Le crime de Walter Wolfgang est d'avoir crié « N'importe quoi ! » au moment où le ministre des Affaires étrangères défendait la guerre en Iraq. Pour cela il fut arraché de son siège par plusieurs costauds du service d'ordre. Plus tard, la police l'empêcha de retourner à la conférence en se référant aux dispositions de la loi antiterroriste introduite par le gouvernement.

Les actions du Parti travailliste sentent le désespoir politique. La direction du parti qui ne rencontre que peu d'opposition interne ou bien de la part des dirigeants syndicaux qui lui sont affiliés, panique pourtant, tel l'empereur qui se découvre sans habits, quand la voix isolée d'un homme âgé remet en question les mensonges et la duperie qui ont servi à justifier la guerre.

Les médias ont largement condamné le traitement réservé à W.Wolfgang par crainte que ne soit révélée l'ampleur de la crise à laquelle le Parti Travailliste est confronté et qui, malgré la rhétorique triomphaliste de celui-ci, pourrait aboutir à un désastre en termes de relations publiques pour Blair. En effet, l'incident devint une occasion de lancer des avertissements pour dire que le Parti travailliste n'a plus le sens des réalités politiques, qu'il est socialement isolé et qu'en tant qu'organisation il est moribond.

Les commentaires les plus significatifs proviennent des journaux qui, comme le Guardian, sont généralement les plus soucieux de défendre le gouvernement Blair.

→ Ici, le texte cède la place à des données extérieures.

//! Configuration file handling.
//!
//! This module handles loading and merging configuration from
//! `.reviewlens.toml` files.

use anyhow::{Context, Result};
use serde::{Deserialize, Serialize};
use std::path::{Path, PathBuf};

/// Name of the configuration file looked up in the working directory.
pub const DEFAULT_CONFIG_FILE: &str = ".reviewlens.toml";

/// Root configuration structure.
#[derive(Debug, Clone, Default, Serialize, Deserialize)]
pub struct Config {
    /// Review generation settings.
    #[serde(default)]
    pub generator: GeneratorConfig,

    /// Output file settings.
    #[serde(default)]
    pub output: OutputConfig,

    /// Chart rendering settings.
    #[serde(default)]
    pub chart: ChartConfig,
}

/// Synthetic data settings.
#[derive(Debug, Clone, Serialize, Deserialize)]
pub struct GeneratorConfig {
    /// Random seed.
    #[serde(default = "default_seed")]
    pub seed: u64,

    /// Number of reviews to generate.
    #[serde(default = "default_num_reviews")]
    pub num_reviews: usize,

    /// Standard deviation of the rating noise.
    #[serde(default = "default_noise_std")]
    pub noise_std: f64,

    /// Date stamped on every review (YYYY-MM-DD).
    #[serde(default = "default_date")]
    pub date: String,

    /// Lowest rating.
    #[serde(default = "default_min_rating")]
    pub min_rating: u8,

    /// Highest rating.
    #[serde(default = "default_max_rating")]
    pub max_rating: u8,
}

impl Default for GeneratorConfig {
    fn default() -> Self {
        Self {
            seed: default_seed(),
            num_reviews: default_num_reviews(),
            noise_std: default_noise_std(),
            date: default_date(),
            min_rating: default_min_rating(),
            max_rating: default_max_rating(),
        }
    }
}

fn default_seed() -> u64 {
    42
}

fn default_num_reviews() -> usize {
    200
}

fn default_noise_std() -> f64 {
    0.5
}

fn default_date() -> String {
    "2023-01-15".to_string()
}

fn default_min_rating() -> u8 {
    1
}

fn default_max_rating() -> u8 {
    5
}

/// Where the rendered files go.
#[derive(Debug, Clone, Serialize, Deserialize)]
pub struct OutputConfig {
    /// Directory the images are written to.
    #[serde(default = "default_directory")]
    pub directory: PathBuf,

    /// Bar chart file name.
    #[serde(default = "default_bar_chart")]
    pub bar_chart: String,

    /// Heatmap file name.
    #[serde(default = "default_heatmap")]
    pub heatmap: String,
}

impl Default for OutputConfig {
    fn default() -> Self {
        Self {
            directory: default_directory(),
            bar_chart: default_bar_chart(),
            heatmap: default_heatmap(),
        }
    }
}

fn default_directory() -> PathBuf {
    PathBuf::from(".")
}

fn default_bar_chart() -> String {
    "average_rating_by_aspect.png".to_string()
}

fn default_heatmap() -> String {
    "correlation_matrix.png".to_string()
}

impl OutputConfig {
    /// Full path of the bar chart image.
    pub fn bar_chart_path(&self) -> PathBuf {
        self.resolve(&self.bar_chart)
    }

    /// Full path of the heatmap image.
    pub fn heatmap_path(&self) -> PathBuf {
        self.resolve(&self.heatmap)
    }

    /// Paths in the working directory are kept bare (`chart.png`, not `./chart.png`).
    fn resolve(&self, name: &str) -> PathBuf {
        if self.directory.as_os_str().is_empty() || self.directory == Path::new(".") {
            PathBuf::from(name)
        } else {
            self.directory.join(name)
        }
    }
}

/// Image dimensions and fonts.
#[derive(Debug, Clone, Serialize, Deserialize)]
pub struct ChartConfig {
    /// Bar chart size in pixels.
    #[serde(default = "default_bar_width")]
    pub bar_width: u32,
    #[serde(default = "default_bar_height")]
    pub bar_height: u32,

    /// Heatmap size in pixels.
    #[serde(default = "default_heatmap_width")]
    pub heatmap_width: u32,
    #[serde(default = "default_heatmap_height")]
    pub heatmap_height: u32,

    /// Font family for titles and labels.
    #[serde(default = "default_font_family")]
    pub font_family: String,
}

impl Default for ChartConfig {
    fn default() -> Self {
        Self {
            bar_width: default_bar_width(),
            bar_height: default_bar_height(),
            heatmap_width: default_heatmap_width(),
            heatmap_height: default_heatmap_height(),
            font_family: default_font_family(),
        }
    }
}

fn default_bar_width() -> u32 {
    1000
}

fn default_bar_height() -> u32 {
    600
}

fn default_heatmap_width() -> u32 {
    800
}

fn default_heatmap_height() -> u32 {
    600
}

fn default_font_family() -> String {
    "sans-serif".to_string()
}

impl Config {
    /// Load configuration from a file path.
    pub fn load(path: &Path) -> Result<Self> {
        let content = std::fs::read_to_string(path)
            .with_context(|| format!("Failed to read config file: {}", path.display()))?;

        let config: Config = toml::from_str(&content)
            .with_context(|| format!("Failed to parse config file: {}", path.display()))?;

        Ok(config)
    }

    /// Try to load configuration from the default location.
    ///
    /// Returns `Ok(None)` if the file doesn't exist, `Err` if it exists but can't be parsed.
    pub fn load_default() -> Result<Option<Self>> {
        let default_path = Path::new(DEFAULT_CONFIG_FILE);

        if default_path.exists() {
            Ok(Some(Self::load(default_path)?))
        } else {
            Ok(None)
        }
    }

    /// Merge this configuration with CLI arguments.
    ///
    /// CLI arguments take precedence over config file settings, but only
    /// when they were actually given.
    pub fn merge_with_args(&mut self, args: &crate::cli::Args) {
        if let Some(seed) = args.seed {
            self.generator.seed = seed;
        }
        if let Some(count) = args.count {
            self.generator.num_reviews = count;
        }
        if let Some(noise) = args.noise {
            self.generator.noise_std = noise;
        }

        if let Some(ref dir) = args.output_dir {
            self.output.directory = dir.clone();
        }
        if let Some(ref name) = args.bar_chart {
            self.output.bar_chart = name.clone();
        }
        if let Some(ref name) = args.heatmap {
            self.output.heatmap = name.clone();
        }
    }

    /// Generate a default configuration file content.
    pub fn default_toml() -> Result<String> {
        let config = Config::default();
        toml::to_string_pretty(&config).context("Failed to serialize default config")
    }
}

#[cfg(test)]
mod tests {
    use super::*;

    #[test]
    fn test_default_config() {
        let config = Config::default();
        assert_eq!(config.generator.seed, 42);
        assert_eq!(config.generator.num_reviews, 200);
        assert_eq!(config.generator.noise_std, 0.5);
        assert_eq!(
            config.output.bar_chart_path(),
            PathBuf::from("average_rating_by_aspect.png")
        );
        assert_eq!(
            config.output.heatmap_path(),
            PathBuf::from("correlation_matrix.png")
        );
    }

    #[test]
    fn test_parse_config() {
        let toml_content = r#"
[generator]
seed = 7
num_reviews = 50

[output]
directory = "charts"
heatmap = "corr.png"

[chart]
bar_width = 1200
"#;

        let config: Config = toml::from_str(toml_content).unwrap();
        assert_eq!(config.generator.seed, 7);
        assert_eq!(config.generator.num_reviews, 50);
        assert_eq!(config.generator.noise_std, 0.5);
        assert_eq!(config.output.heatmap_path(), PathBuf::from("charts/corr.png"));
        assert_eq!(config.output.bar_chart, "average_rating_by_aspect.png");
        assert_eq!(config.chart.bar_width, 1200);
        assert_eq!(config.chart.bar_height, 600);
    }

    #[test]
    fn test_load_from_file() {
        let dir = tempfile::tempdir().unwrap();
        let path = dir.path().join("custom.toml");
        std::fs::write(&path, "[generator]\nseed = 99\n").unwrap();

        let config = Config::load(&path).unwrap();
        assert_eq!(config.generator.seed, 99);

        std::fs::write(&path, "[generator\nseed = ").unwrap();
        let err = Config::load(&path).unwrap_err();
        assert!(err.to_string().contains("Failed to parse config file"));
    }

    #[test]
    fn test_merge_with_args_only_overrides_given_values() {
        use clap::Parser;

        let args =
            crate::cli::Args::try_parse_from(["reviewlens", "--seed", "3", "--heatmap", "h.png"])
                .unwrap();
        let mut config = Config::default();
        config.generator.num_reviews = 75;

        config.merge_with_args(&args);

        assert_eq!(config.generator.seed, 3);
        assert_eq!(config.generator.num_reviews, 75);
        assert_eq!(config.output.heatmap, "h.png");
        assert_eq!(config.output.bar_chart, "average_rating_by_aspect.png");
    }

    #[test]
    fn test_default_toml_generation() {
        let toml_str = Config::default_toml().unwrap();
        assert!(!toml_str.is_empty());
        assert!(toml_str.contains("[generator]"));
        assert!(toml_str.contains("[output]"));
        assert!(toml_str.contains("[chart]"));

        let parsed: Config = toml::from_str(&toml_str).unwrap();
        assert_eq!(parsed.generator.seed, 42);
    }
}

Dans l'éditorial du 26 septembre de ce journal on pouvait lire : « Ce parti diminué connaît ces temps derniers un pouvoir d'attraction également diminué. Le 5 mai, tout juste 9,5 millions de personnes votèrent Travailliste, soit 4 millions de moins qu'en 1997. Au cours de ces dernières années, le Parti travailliste n'a réalisé qu'une seule fois un score plus mauvais que celui de cette année, c'était en 1983 quand il avait failli disparaître. »

L'ancien conseiller gouvernemental travailliste, David Clark, écrivait, trois jours plus tard dans le même journal : « Le Parti travailliste devrait opérer de toute urgence un renouveau, ceci ne pourra cependant se produire que lorsque Blair sera parti. Le parti qui s'est rassemblé à Brighton est visiblement épuisé. Plus d'un tiers des circonscriptions n'ont pas réussi à envoyer de délégués et ceux qui sont venus paraissaient perdus et démoralisés. Le nombre des adhérents est inférieur à 200 000 et continue de baisser. La base qui lui reste est vieillissante et en grande partie inactive. Le Parti travailliste se trouve au début d'un effondrement organisationnel. Si Blair reste à la tête du parti, les élections locales de l'année prochaine risquent de devenir le genre de débâcle qui laisserait effectivement le parti agonisant dans une grande partie du pays ».

Il conclut en lançant l'avertissement que « l'héritage politique » de Blair « se révèlerait aussi empoisonné pour le Parti travailliste que l'avait été celui de Thatcher pour les conservateurs. »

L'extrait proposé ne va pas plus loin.